• **Records from a data collection**:
BEGIN

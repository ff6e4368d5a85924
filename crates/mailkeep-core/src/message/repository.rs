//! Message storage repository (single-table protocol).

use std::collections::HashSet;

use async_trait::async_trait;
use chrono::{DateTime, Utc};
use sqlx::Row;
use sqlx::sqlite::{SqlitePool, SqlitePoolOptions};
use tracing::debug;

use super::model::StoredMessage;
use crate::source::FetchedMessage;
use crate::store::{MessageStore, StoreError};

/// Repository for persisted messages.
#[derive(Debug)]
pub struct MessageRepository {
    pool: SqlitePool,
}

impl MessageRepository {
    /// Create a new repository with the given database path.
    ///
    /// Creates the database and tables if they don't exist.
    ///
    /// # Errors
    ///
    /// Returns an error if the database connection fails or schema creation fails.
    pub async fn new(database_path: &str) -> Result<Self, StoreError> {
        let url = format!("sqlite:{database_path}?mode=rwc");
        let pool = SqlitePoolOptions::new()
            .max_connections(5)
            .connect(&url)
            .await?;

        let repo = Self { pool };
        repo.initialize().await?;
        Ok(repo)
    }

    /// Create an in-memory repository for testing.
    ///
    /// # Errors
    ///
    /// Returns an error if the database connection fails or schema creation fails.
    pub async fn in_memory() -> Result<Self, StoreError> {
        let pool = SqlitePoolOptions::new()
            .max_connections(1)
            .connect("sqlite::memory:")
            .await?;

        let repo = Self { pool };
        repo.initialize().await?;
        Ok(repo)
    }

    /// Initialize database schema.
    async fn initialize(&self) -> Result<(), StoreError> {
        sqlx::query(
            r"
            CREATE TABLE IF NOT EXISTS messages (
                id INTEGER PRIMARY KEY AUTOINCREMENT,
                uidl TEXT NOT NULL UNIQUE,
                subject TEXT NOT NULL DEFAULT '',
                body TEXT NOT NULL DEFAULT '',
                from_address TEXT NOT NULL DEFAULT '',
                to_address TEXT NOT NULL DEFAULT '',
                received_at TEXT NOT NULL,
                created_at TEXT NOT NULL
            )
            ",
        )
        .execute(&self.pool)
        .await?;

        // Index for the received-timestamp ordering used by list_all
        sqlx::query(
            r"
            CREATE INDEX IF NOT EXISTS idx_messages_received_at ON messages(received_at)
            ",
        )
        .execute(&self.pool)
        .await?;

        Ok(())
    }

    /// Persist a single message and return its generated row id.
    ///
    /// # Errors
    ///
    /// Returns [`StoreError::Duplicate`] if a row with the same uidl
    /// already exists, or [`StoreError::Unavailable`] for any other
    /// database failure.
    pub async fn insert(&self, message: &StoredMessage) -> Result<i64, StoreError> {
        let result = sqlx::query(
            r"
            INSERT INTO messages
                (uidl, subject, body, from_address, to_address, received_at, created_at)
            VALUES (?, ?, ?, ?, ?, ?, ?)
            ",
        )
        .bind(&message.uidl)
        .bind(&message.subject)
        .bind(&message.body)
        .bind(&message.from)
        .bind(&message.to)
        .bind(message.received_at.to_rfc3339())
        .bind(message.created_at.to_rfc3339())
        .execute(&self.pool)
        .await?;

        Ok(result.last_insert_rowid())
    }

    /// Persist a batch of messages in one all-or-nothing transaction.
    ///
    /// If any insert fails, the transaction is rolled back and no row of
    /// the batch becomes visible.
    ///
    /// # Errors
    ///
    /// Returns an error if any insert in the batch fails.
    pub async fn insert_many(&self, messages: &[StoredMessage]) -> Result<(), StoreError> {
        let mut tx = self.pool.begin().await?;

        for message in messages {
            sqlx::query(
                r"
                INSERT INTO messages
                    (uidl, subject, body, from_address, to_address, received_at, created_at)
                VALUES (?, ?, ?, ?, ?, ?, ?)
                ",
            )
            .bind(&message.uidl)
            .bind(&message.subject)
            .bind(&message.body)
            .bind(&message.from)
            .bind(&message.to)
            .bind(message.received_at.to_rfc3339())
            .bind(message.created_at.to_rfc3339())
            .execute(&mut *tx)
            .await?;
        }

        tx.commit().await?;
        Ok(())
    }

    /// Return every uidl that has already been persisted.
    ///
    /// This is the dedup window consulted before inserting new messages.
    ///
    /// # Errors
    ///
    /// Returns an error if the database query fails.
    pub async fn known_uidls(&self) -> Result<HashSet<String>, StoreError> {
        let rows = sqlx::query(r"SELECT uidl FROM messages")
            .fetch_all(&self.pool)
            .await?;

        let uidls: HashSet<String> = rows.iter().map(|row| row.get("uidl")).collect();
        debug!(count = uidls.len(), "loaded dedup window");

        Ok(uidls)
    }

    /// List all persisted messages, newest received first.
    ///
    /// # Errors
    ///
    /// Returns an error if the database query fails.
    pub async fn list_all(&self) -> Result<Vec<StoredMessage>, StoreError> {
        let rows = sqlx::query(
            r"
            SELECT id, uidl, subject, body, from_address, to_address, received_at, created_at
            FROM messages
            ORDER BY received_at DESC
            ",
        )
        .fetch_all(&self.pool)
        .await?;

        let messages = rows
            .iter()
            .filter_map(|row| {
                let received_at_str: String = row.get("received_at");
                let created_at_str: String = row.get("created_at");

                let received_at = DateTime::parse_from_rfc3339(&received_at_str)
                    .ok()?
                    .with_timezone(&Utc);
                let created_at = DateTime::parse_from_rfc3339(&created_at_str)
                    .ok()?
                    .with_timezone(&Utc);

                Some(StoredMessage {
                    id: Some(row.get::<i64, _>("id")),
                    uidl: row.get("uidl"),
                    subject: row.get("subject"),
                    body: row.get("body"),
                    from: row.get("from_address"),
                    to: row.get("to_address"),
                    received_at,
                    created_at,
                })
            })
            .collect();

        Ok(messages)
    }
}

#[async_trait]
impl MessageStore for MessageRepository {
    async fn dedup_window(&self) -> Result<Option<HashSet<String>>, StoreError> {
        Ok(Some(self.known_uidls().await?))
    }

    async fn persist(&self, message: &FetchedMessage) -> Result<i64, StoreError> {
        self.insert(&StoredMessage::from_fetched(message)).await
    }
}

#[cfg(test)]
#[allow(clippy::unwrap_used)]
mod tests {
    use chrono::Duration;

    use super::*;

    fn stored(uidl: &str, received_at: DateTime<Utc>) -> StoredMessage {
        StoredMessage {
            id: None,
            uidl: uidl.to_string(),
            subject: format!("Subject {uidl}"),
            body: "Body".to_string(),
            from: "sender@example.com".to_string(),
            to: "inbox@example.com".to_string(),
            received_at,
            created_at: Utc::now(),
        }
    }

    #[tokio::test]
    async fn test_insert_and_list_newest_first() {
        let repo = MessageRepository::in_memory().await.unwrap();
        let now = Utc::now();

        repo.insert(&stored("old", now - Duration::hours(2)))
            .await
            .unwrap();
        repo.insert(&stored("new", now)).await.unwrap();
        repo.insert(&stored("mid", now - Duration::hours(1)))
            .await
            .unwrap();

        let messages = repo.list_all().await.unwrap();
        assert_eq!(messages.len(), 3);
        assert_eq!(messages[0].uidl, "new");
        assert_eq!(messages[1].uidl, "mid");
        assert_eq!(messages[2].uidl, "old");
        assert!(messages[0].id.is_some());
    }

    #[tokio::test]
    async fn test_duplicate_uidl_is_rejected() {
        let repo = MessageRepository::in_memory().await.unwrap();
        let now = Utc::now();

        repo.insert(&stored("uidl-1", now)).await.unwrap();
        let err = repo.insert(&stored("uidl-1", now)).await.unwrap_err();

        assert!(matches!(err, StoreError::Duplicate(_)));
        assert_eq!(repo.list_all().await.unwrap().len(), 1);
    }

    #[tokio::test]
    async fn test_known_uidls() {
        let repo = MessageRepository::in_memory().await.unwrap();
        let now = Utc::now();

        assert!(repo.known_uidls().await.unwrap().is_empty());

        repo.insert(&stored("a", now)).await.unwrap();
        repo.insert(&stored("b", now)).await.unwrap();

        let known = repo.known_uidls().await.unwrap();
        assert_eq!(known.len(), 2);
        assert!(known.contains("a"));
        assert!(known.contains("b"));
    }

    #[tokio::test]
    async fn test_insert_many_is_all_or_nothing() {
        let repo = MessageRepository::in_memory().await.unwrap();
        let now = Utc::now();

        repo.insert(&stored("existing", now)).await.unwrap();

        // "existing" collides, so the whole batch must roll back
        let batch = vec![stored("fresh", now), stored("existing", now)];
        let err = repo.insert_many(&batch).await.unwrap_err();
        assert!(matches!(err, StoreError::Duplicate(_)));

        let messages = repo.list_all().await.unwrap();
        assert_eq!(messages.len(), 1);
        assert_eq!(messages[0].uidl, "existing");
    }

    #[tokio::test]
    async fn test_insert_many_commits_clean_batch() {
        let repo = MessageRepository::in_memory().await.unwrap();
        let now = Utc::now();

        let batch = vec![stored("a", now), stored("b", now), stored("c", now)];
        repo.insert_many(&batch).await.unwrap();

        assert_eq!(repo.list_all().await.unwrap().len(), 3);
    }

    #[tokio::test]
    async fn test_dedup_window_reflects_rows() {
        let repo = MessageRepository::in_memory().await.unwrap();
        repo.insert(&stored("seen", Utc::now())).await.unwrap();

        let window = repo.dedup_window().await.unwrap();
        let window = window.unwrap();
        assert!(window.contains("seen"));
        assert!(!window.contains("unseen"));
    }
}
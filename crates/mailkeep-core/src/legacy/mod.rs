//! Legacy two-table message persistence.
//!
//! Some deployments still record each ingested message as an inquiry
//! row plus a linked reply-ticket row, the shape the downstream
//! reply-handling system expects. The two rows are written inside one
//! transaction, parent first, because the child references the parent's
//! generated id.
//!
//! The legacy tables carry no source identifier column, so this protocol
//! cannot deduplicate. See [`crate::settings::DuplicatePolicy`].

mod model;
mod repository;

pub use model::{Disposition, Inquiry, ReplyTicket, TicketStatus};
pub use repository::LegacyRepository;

END

• **EXERCISE**:
Copy the records above exactly, beginning at the line that contains "async fn test_insert_many_commits_clean_batch()" and stopping after the line that contains "async fn test_dedup_window_reflects_rows()".

• **RESPONSE AREA**:
    async fn test_insert_many_commits_clean_batch() {
        let repo = MessageRepository::in_memory().await.unwrap();
        let now = Utc::now();

        let batch = vec![stored("a", now), stored("b", now), stored("c", now)];
        repo.insert_many(&batch).await.unwrap();

        assert_eq!(repo.list_all().await.unwrap().len(), 3);
    }

    #[tokio::test]
    async fn test_dedup_window_reflects_rows() {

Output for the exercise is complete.